> [DIRECTIONS]:
A single number is needed: how many lines of the data below contain "metrics".

Stored data
+--
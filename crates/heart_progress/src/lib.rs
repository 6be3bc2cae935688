mod config;
pub mod driver;
pub mod geometry;
mod heart_progress;
mod metrics;

pub use config::{ConfigError, DriverConfig, HeartProgressConfig};
pub use driver::{HeartRateDriver, RandomHeartRate, ValueSource};
pub use geometry::{HeartFrame, ProgressState, Surface};
pub use heart_progress::HeartProgress;
pub use metrics::HeartMetrics;
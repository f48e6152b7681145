//! Property tests for series lookup, loading and percentile ranking.
//!
//! Uses proptest to verify:
//! 1. As-of exactness — querying an observation's own date returns it
//! 2. As-of forward-only — the result is never dated before the query
//! 3. Load order independence — N data rows load as N sorted observations
//! 4. Percentile shape — 21 points, non-decreasing

use std::path::Path;

use chrono::{Duration, NaiveDate};
use proptest::prelude::*;
use returnlab_core::data::parse_rows;
use returnlab_core::{nearest_rank_percentiles, Observation, PriceSeries};

// ── Strategies (proptest) ────────────────────────────────────────────

fn base_date() -> NaiveDate {
    NaiveDate::from_ymd_opt(2015, 1, 1).unwrap()
}

/// Distinct day offsets in arbitrary order.
fn arb_day_offsets() -> impl Strategy<Value = Vec<i64>> {
    prop::collection::btree_set(0..2000_i64, 1..60)
        .prop_map(|set| set.into_iter().collect::<Vec<_>>())
        .prop_shuffle()
}

fn arb_price() -> impl Strategy<Value = f64> {
    (1.0..100_000.0_f64).prop_map(|p| (p * 100.0).round() / 100.0)
}

fn arb_series() -> impl Strategy<Value = PriceSeries> {
    arb_day_offsets()
        .prop_flat_map(|offsets| {
            let n = offsets.len();
            (Just(offsets), prop::collection::vec(arb_price(), n))
        })
        .prop_map(|(offsets, prices)| {
            let observations = offsets
                .into_iter()
                .zip(prices)
                .map(|(off, p)| Observation::new(base_date() + Duration::days(off), p))
                .collect();
            PriceSeries::new(observations).unwrap()
        })
}

// ── 1 & 2. As-of lookup ──────────────────────────────────────────────

proptest! {
    /// Querying an element's own date returns exactly that element.
    #[test]
    fn as_of_exact_match_returns_element(series in arb_series()) {
        for obs in series.observations() {
            prop_assert_eq!(series.as_of(obs.date).unwrap(), obs);
        }
    }

    /// as_of never returns an observation dated before the query, and the
    /// result is the earliest such observation.
    #[test]
    fn as_of_never_looks_back(series in arb_series(), query_off in -30..2000_i64) {
        let query = base_date() + Duration::days(query_off);
        let (_, latest) = series.range();
        match series.as_of(query) {
            Ok(obs) => {
                prop_assert!(obs.date >= query);
                prop_assert!(series
                    .observations()
                    .iter()
                    .all(|o| o.date < query || o.date >= obs.date));
            }
            Err(_) => prop_assert!(query > latest),
        }
    }
}

// ── 3. Loading ───────────────────────────────────────────────────────

proptest! {
    /// N data rows in any order load as N observations sorted by date.
    #[test]
    fn load_is_order_independent(
        offsets in arb_day_offsets(),
        price in arb_price(),
    ) {
        let mut content = String::from("Date,Open,High,Low,Close\n");
        for off in &offsets {
            let date = base_date() + Duration::days(*off);
            content.push_str(&format!("{date},0,0,0,{price}\n"));
        }

        let series = parse_rows(content.as_bytes(), Path::new("prop.csv"), 0, 4).unwrap();
        prop_assert_eq!(series.len(), offsets.len());
        prop_assert!(series
            .observations()
            .windows(2)
            .all(|w| w[0].date <= w[1].date));
        prop_assert!(series.observations().iter().all(|o| o.value == price));
    }
}

// ── 4. Percentiles ───────────────────────────────────────────────────

proptest! {
    /// Any non-empty sample yields 21 non-decreasing points at 0, 5, ..., 100.
    #[test]
    fn percentiles_are_monotonic(
        sample in prop::collection::vec(-100.0..1000.0_f64, 1..500),
    ) {
        let points = nearest_rank_percentiles(&sample);
        prop_assert_eq!(points.len(), 21);
        for (i, p) in points.iter().enumerate() {
            prop_assert_eq!(p.percentile, 5 * i as u32);
        }
        prop_assert!(points.windows(2).all(|w| w[0].value <= w[1].value));
    }
}
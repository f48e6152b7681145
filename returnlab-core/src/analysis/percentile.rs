//! Nearest-rank percentiles by integer indexing into a sorted sample.
//!
//! `index = percentile * n / 100` with floor division, clamped to `[0, n-1]`.
//! No interpolation between ranks.

use serde::{Deserialize, Serialize};

/// Percentiles are reported at 0, 5, ..., 100.
pub const PERCENTILE_STEP: u32 = 5;

/// A single reported percentile of the return sample.
#[derive(Debug, Clone, Copy, PartialEq, Serialize, Deserialize)]
pub struct PercentilePoint {
    pub percentile: u32,
    /// Percentage return at this rank.
    pub value: f64,
}

/// Sample index for `percentile` in a sorted sample of length `n`.
///
/// Returns 0 for an empty sample; callers must not index an empty sample.
pub fn percentile_index(percentile: u32, n: usize) -> usize {
    let index = percentile as usize * n / 100;
    index.min(n.saturating_sub(1))
}

/// Sort a copy of `sample` ascending and read off the 21 percentile points.
///
/// An empty sample yields no points.
pub fn nearest_rank_percentiles(sample: &[f64]) -> Vec<PercentilePoint> {
    if sample.is_empty() {
        return Vec::new();
    }
    let mut sorted = sample.to_vec();
    // Negative NaN sorts first, positive NaN last.
    sorted.sort_by(f64::total_cmp);

    (0..=100)
        .step_by(PERCENTILE_STEP as usize)
        .map(|percentile| PercentilePoint {
            percentile,
            value: sorted[percentile_index(percentile, sorted.len())],
        })
        .collect()
}
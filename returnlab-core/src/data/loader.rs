//! CSV loader — header row plus one observation per data row.
//!
//! The date and price columns are chosen by zero-based index. Every data row
//! must parse; the first bad row aborts the load with its line number and the
//! offending field. The returned series is sorted ascending by date no matter
//! how the file is ordered.

use std::fs::File;
use std::io::Read;
use std::num::ParseFloatError;
use std::path::{Path, PathBuf};

use chrono::NaiveDate;
use thiserror::Error;

use crate::domain::{Observation, PriceSeries};

/// Date format of the date column.
pub const DATE_FORMAT: &str = "%Y-%m-%d";

pub const SP500_DATE_COLUMN: usize = 0;
pub const SP500_PRICE_COLUMN: usize = 4;
pub const BTC_DATE_COLUMN: usize = 1;
pub const BTC_PRICE_COLUMN: usize = 3;

/// Errors from loading a CSV price file.
#[derive(Debug, Error)]
pub enum LoadError {
    #[error("cannot read '{}': {source}", path.display())]
    FileError {
        path: PathBuf,
        #[source]
        source: std::io::Error,
    },

    #[error("malformed CSV in '{}': {source}", path.display())]
    Csv {
        path: PathBuf,
        #[source]
        source: csv::Error,
    },

    #[error("'{}' has no header row (first row is already data)", path.display())]
    MissingHeader { path: PathBuf },

    #[error("'{}' line {line}: bad {field} '{value}': {reason}", path.display())]
    MalformedRow {
        path: PathBuf,
        line: u64,
        field: &'static str,
        value: String,
        reason: String,
    },

    #[error("'{}' has no data rows after the header", path.display())]
    EmptySeries { path: PathBuf },
}

/// Parse a `YYYY-MM-DD` date: exactly four year digits, two month digits and
/// two day digits. No sign, padding or surrounding whitespace is accepted.
pub fn parse_date(raw: &str) -> Result<NaiveDate, String> {
    let bytes = raw.as_bytes();
    let shaped = bytes.len() == 10
        && bytes.iter().enumerate().all(|(i, b)| match i {
            4 | 7 => *b == b'-',
            _ => b.is_ascii_digit(),
        });
    if !shaped {
        return Err("expected YYYY-MM-DD".into());
    }
    NaiveDate::parse_from_str(raw, DATE_FORMAT).map_err(|e| e.to_string())
}

/// Load the S&P 500 history (date in column 0, price in column 4).
pub fn load_sp500(path: impl AsRef<Path>) -> Result<PriceSeries, LoadError> {
    load_csv(path, SP500_DATE_COLUMN, SP500_PRICE_COLUMN)
}

/// Load the Coinbase BTC-USD history (date in column 1, price in column 3).
pub fn load_btc(path: impl AsRef<Path>) -> Result<PriceSeries, LoadError> {
    load_csv(path, BTC_DATE_COLUMN, BTC_PRICE_COLUMN)
}

/// Load a CSV file with a header row into a sorted price series.
pub fn load_csv(
    path: impl AsRef<Path>,
    date_column: usize,
    price_column: usize,
) -> Result<PriceSeries, LoadError> {
    let path = path.as_ref();
    let file = File::open(path).map_err(|source| LoadError::FileError {
        path: path.to_path_buf(),
        source,
    })?;
    let series = parse_rows(file, path, date_column, price_column)?;
    log::debug!(
        "loaded {} observations from {}",
        series.len(),
        path.display()
    );
    Ok(series)
}

/// Parse CSV content from any reader. `source` is used only in error messages.
pub fn parse_rows<R: Read>(
    reader: R,
    source: &Path,
    date_column: usize,
    price_column: usize,
) -> Result<PriceSeries, LoadError> {
    let csv_err = |e: csv::Error| LoadError::Csv {
        path: source.to_path_buf(),
        source: e,
    };

    let mut rdr = csv::ReaderBuilder::new()
        .has_headers(true)
        .from_reader(reader);

    let header = rdr.headers().map_err(csv_err)?;
    if let Some(first) = header.get(date_column) {
        if parse_date(first).is_ok() {
            return Err(LoadError::MissingHeader {
                path: source.to_path_buf(),
            });
        }
    }

    let mut observations = Vec::new();
    for record in rdr.records() {
        let record = record.map_err(csv_err)?;
        let line = record.position().map(|p| p.line()).unwrap_or(0);
        let malformed = |field: &'static str, value: &str, reason: String| {
            LoadError::MalformedRow {
                path: source.to_path_buf(),
                line,
                field,
                value: value.to_string(),
                reason,
            }
        };

        let raw_date = record
            .get(date_column)
            .ok_or_else(|| malformed("date", "", format!("missing column {date_column}")))?;
        let raw_price = record
            .get(price_column)
            .ok_or_else(|| malformed("price", "", format!("missing column {price_column}")))?;

        let date = parse_date(raw_date).map_err(|reason| malformed("date", raw_date, reason))?;
        let value: f64 = raw_price
            .parse()
            .map_err(|e: ParseFloatError| malformed("price", raw_price, e.to_string()))?;

        observations.push(Observation::new(date, value));
    }

    // Empty is the only way construction fails.
    PriceSeries::new(observations).map_err(|_| LoadError::EmptySeries {
        path: source.to_path_buf(),
    })
}
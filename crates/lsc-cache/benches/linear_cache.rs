#![forbid(unsafe_code)]
#![allow(clippy::cast_possible_wrap)]

use criterion::{Criterion, black_box, criterion_group, criterion_main};
use lsc_cache::LinearCache;
use lsc_types::LogicalClock;
use std::sync::Arc;

const PAGE: usize = 4096;

fn make_cache(pages: u64) -> LinearCache {
    LinearCache::with_known_size(pages * PAGE as u64, Arc::new(LogicalClock::new()))
}

// ── Benchmarks ──────────────────────────────────────────────────────────

fn bench_get_part_hit(c: &mut Criterion) {
    let cache = make_cache(64);
    cache.add_data(vec![0xA5; 64 * PAGE], 0).expect("warmup");

    c.bench_function("linear_cache_get_part_hit_4k", |b| {
        b.iter(|| {
            let _part = cache
                .get_part(black_box(8 * PAGE as i64), black_box(PAGE as u64))
                .expect("hit");
        });
    });
}

fn bench_fragmented_get(c: &mut Criterion) {
    // Every other page cached: 128 alternating blocks to walk.
    let cache = make_cache(256);
    for page in (0..256_u64).step_by(2) {
        cache
            .add_data(vec![1; PAGE], page * PAGE as u64)
            .expect("warmup");
    }

    c.bench_function("linear_cache_get_fragmented_1m", |b| {
        b.iter(|| {
            let _parts = cache
                .get(black_box(0), black_box(256 * PAGE as u64))
                .expect("get");
        });
    });
}

fn bench_add_then_invalidate(c: &mut Criterion) {
    let cache = make_cache(256);
    let mut page = 0_u64;

    c.bench_function("linear_cache_add_del_4k", |b| {
        b.iter(|| {
            let offset = (page % 256) * PAGE as u64;
            cache.add_data(vec![7; PAGE], offset).expect("add");
            cache.del_range(offset as i64, PAGE as u64).expect("del");
            page += 1;
        });
    });
}

criterion_group!(
    linear_cache_benches,
    bench_get_part_hit,
    bench_fragmented_get,
    bench_add_then_invalidate,
);
criterion_main!(linear_cache_benches);
#![forbid(unsafe_code)]
//! Backing streams consumed by the cache.
//!
//! The cache only needs two things from its source: move to an offset, and
//! read up to N bytes, with a short or empty read meaning "no more data".
//! [`BackingStream`] captures exactly that. Adapters cover the common
//! sources:
//!
//! - [`SeekableStream`]: any `Read + Seek` (files, in-memory cursors).
//! - [`UnseekableStream`]: any `Read` (pipes, sockets); forward-only.
//! - [`ChunkedStream`]: a virtual stream stitched together from
//!   discontiguous regions of other streams.
//!
//! [`StreamCursor`] adds position tracking on top, enforcing the
//! forward-only restriction for unseekable sources.

mod chunked;

pub use chunked::{Chunk, ChunkRouter, ChunkedStream};

use lsc_error::{LscError, Result};
use parking_lot::Mutex;
use std::fmt;
use std::fs::File;
use std::io::{Cursor, Read, Seek, SeekFrom};
use std::path::Path;
use std::sync::Arc;
use tracing::trace;

/// Seek/read byte source.
pub trait BackingStream: Send {
    /// Whether [`seek_to`](Self::seek_to) may move to arbitrary offsets.
    fn is_seekable(&self) -> bool;

    /// Move the read position to `offset`.
    fn seek_to(&mut self, offset: u64) -> Result<()>;

    /// Read up to `buf.len()` bytes. `Ok(0)` signals end of data.
    fn read_into(&mut self, buf: &mut [u8]) -> Result<usize>;

    /// Total length, when the source can tell without reading it all.
    fn known_len(&mut self) -> Result<Option<u64>> {
        Ok(None)
    }
}

/// A backing stream shared between several readers (e.g. chunks of one
/// file).
pub type SharedStream = Arc<Mutex<dyn BackingStream>>;

/// Wrap a stream for sharing.
pub fn shared<S: BackingStream + 'static>(stream: S) -> SharedStream {
    Arc::new(Mutex::new(stream))
}

/// Read until `buf` is full or the source reports end of data.
pub fn read_full(stream: &mut dyn BackingStream, buf: &mut [u8]) -> Result<usize> {
    let mut filled = 0;
    fill(stream, buf, &mut filled)?;
    Ok(filled)
}

/// Like [`read_full`], but `filled` reports the bytes consumed from the
/// source even when a later read fails.
fn fill(stream: &mut dyn BackingStream, buf: &mut [u8], filled: &mut usize) -> Result<()> {
    while *filled < buf.len() {
        match stream.read_into(&mut buf[*filled..]) {
            Ok(0) => break,
            Ok(n) => *filled += n,
            Err(LscError::Io(err)) if err.kind() == std::io::ErrorKind::Interrupted => {}
            Err(err) => return Err(err),
        }
    }
    Ok(())
}

/// Adapter for any `Read + Seek` source.
#[derive(Debug)]
pub struct SeekableStream<T> {
    inner: T,
}

impl<T: Read + Seek + Send> SeekableStream<T> {
    #[must_use]
    pub fn new(inner: T) -> Self {
        Self { inner }
    }

    #[must_use]
    pub fn into_inner(self) -> T {
        self.inner
    }
}

impl SeekableStream<File> {
    pub fn open(path: impl AsRef<Path>) -> Result<Self> {
        Ok(Self::new(File::open(path)?))
    }
}

impl SeekableStream<Cursor<Vec<u8>>> {
    /// In-memory stream over `bytes`.
    #[must_use]
    pub fn from_bytes(bytes: impl Into<Vec<u8>>) -> Self {
        Self::new(Cursor::new(bytes.into()))
    }
}

impl<T: Read + Seek + Send> BackingStream for SeekableStream<T> {
    fn is_seekable(&self) -> bool {
        true
    }

    fn seek_to(&mut self, offset: u64) -> Result<()> {
        self.inner.seek(SeekFrom::Start(offset))?;
        Ok(())
    }

    fn read_into(&mut self, buf: &mut [u8]) -> Result<usize> {
        Ok(self.inner.read(buf)?)
    }

    fn known_len(&mut self) -> Result<Option<u64>> {
        let pos = self.inner.stream_position()?;
        let end = self.inner.seek(SeekFrom::End(0))?;
        self.inner.seek(SeekFrom::Start(pos))?;
        Ok(Some(end))
    }
}

/// Adapter for a forward-only `Read` source.
///
/// Seeking is accepted only to the current position.
#[derive(Debug)]
pub struct UnseekableStream<T> {
    inner: T,
    pos: u64,
}

impl<T: Read + Send> UnseekableStream<T> {
    #[must_use]
    pub fn new(inner: T) -> Self {
        Self { inner, pos: 0 }
    }
}

impl<T: Read + Send> BackingStream for UnseekableStream<T> {
    fn is_seekable(&self) -> bool {
        false
    }

    fn seek_to(&mut self, offset: u64) -> Result<()> {
        if offset != self.pos {
            return Err(LscError::UnseekablePosition {
                current: self.pos,
                requested: offset,
            });
        }
        Ok(())
    }

    fn read_into(&mut self, buf: &mut [u8]) -> Result<usize> {
        let n = self.inner.read(buf)?;
        self.pos += n as u64;
        Ok(n)
    }
}

/// A backing stream plus the position the cache believes it is at.
///
/// For seekable sources every load seeks explicitly. For unseekable ones
/// the cursor only ever moves forward by reading, and a load that would
/// need to move elsewhere fails with [`LscError::UnseekablePosition`].
pub struct StreamCursor {
    stream: Box<dyn BackingStream>,
    pos: u64,
    seekable: bool,
}

impl fmt::Debug for StreamCursor {
    fn fmt(&self, f: &mut fmt::Formatter<'_>) -> fmt::Result {
        f.debug_struct("StreamCursor")
            .field("pos", &self.pos)
            .field("seekable", &self.seekable)
            .finish_non_exhaustive()
    }
}

impl StreamCursor {
    #[must_use]
    pub fn new(stream: Box<dyn BackingStream>) -> Self {
        let seekable = stream.is_seekable();
        Self {
            stream,
            pos: 0,
            seekable,
        }
    }

    #[must_use]
    pub fn is_seekable(&self) -> bool {
        self.seekable
    }

    #[must_use]
    pub fn position(&self) -> u64 {
        self.pos
    }

    /// Length of the underlying source, if knowable up front. Always
    /// `None` for unseekable sources.
    pub fn known_len(&mut self) -> Result<Option<u64>> {
        if !self.seekable {
            return Ok(None);
        }
        self.stream.known_len()
    }

    pub fn seek(&mut self, offset: u64) -> Result<()> {
        if self.seekable {
            self.stream.seek_to(offset)?;
            self.pos = offset;
            return Ok(());
        }
        if offset != self.pos {
            return Err(LscError::UnseekablePosition {
                current: self.pos,
                requested: offset,
            });
        }
        Ok(())
    }

    /// Read up to `max` bytes from the current position. A result shorter
    /// than `max` means the source ended.
    ///
    /// On error the position still advances past whatever the source
    /// consumed, so an unseekable source cannot be re-read at a stale
    /// offset.
    pub fn read(&mut self, max: usize) -> Result<Vec<u8>> {
        let mut buf = vec![0_u8; max];
        let mut n = 0;
        let result = fill(&mut *self.stream, &mut buf, &mut n);
        self.pos += n as u64;
        if let Err(err) = result {
            trace!(target: "lsc::stream", pos = self.pos, lost = n, error = %err, "cursor_read_failed");
            return Err(err);
        }
        buf.truncate(n);
        trace!(target: "lsc::stream", pos = self.pos, requested = max, got = n, "cursor_read");
        Ok(buf)
    }
}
+--
> [EXERCISE ANSWER]:
2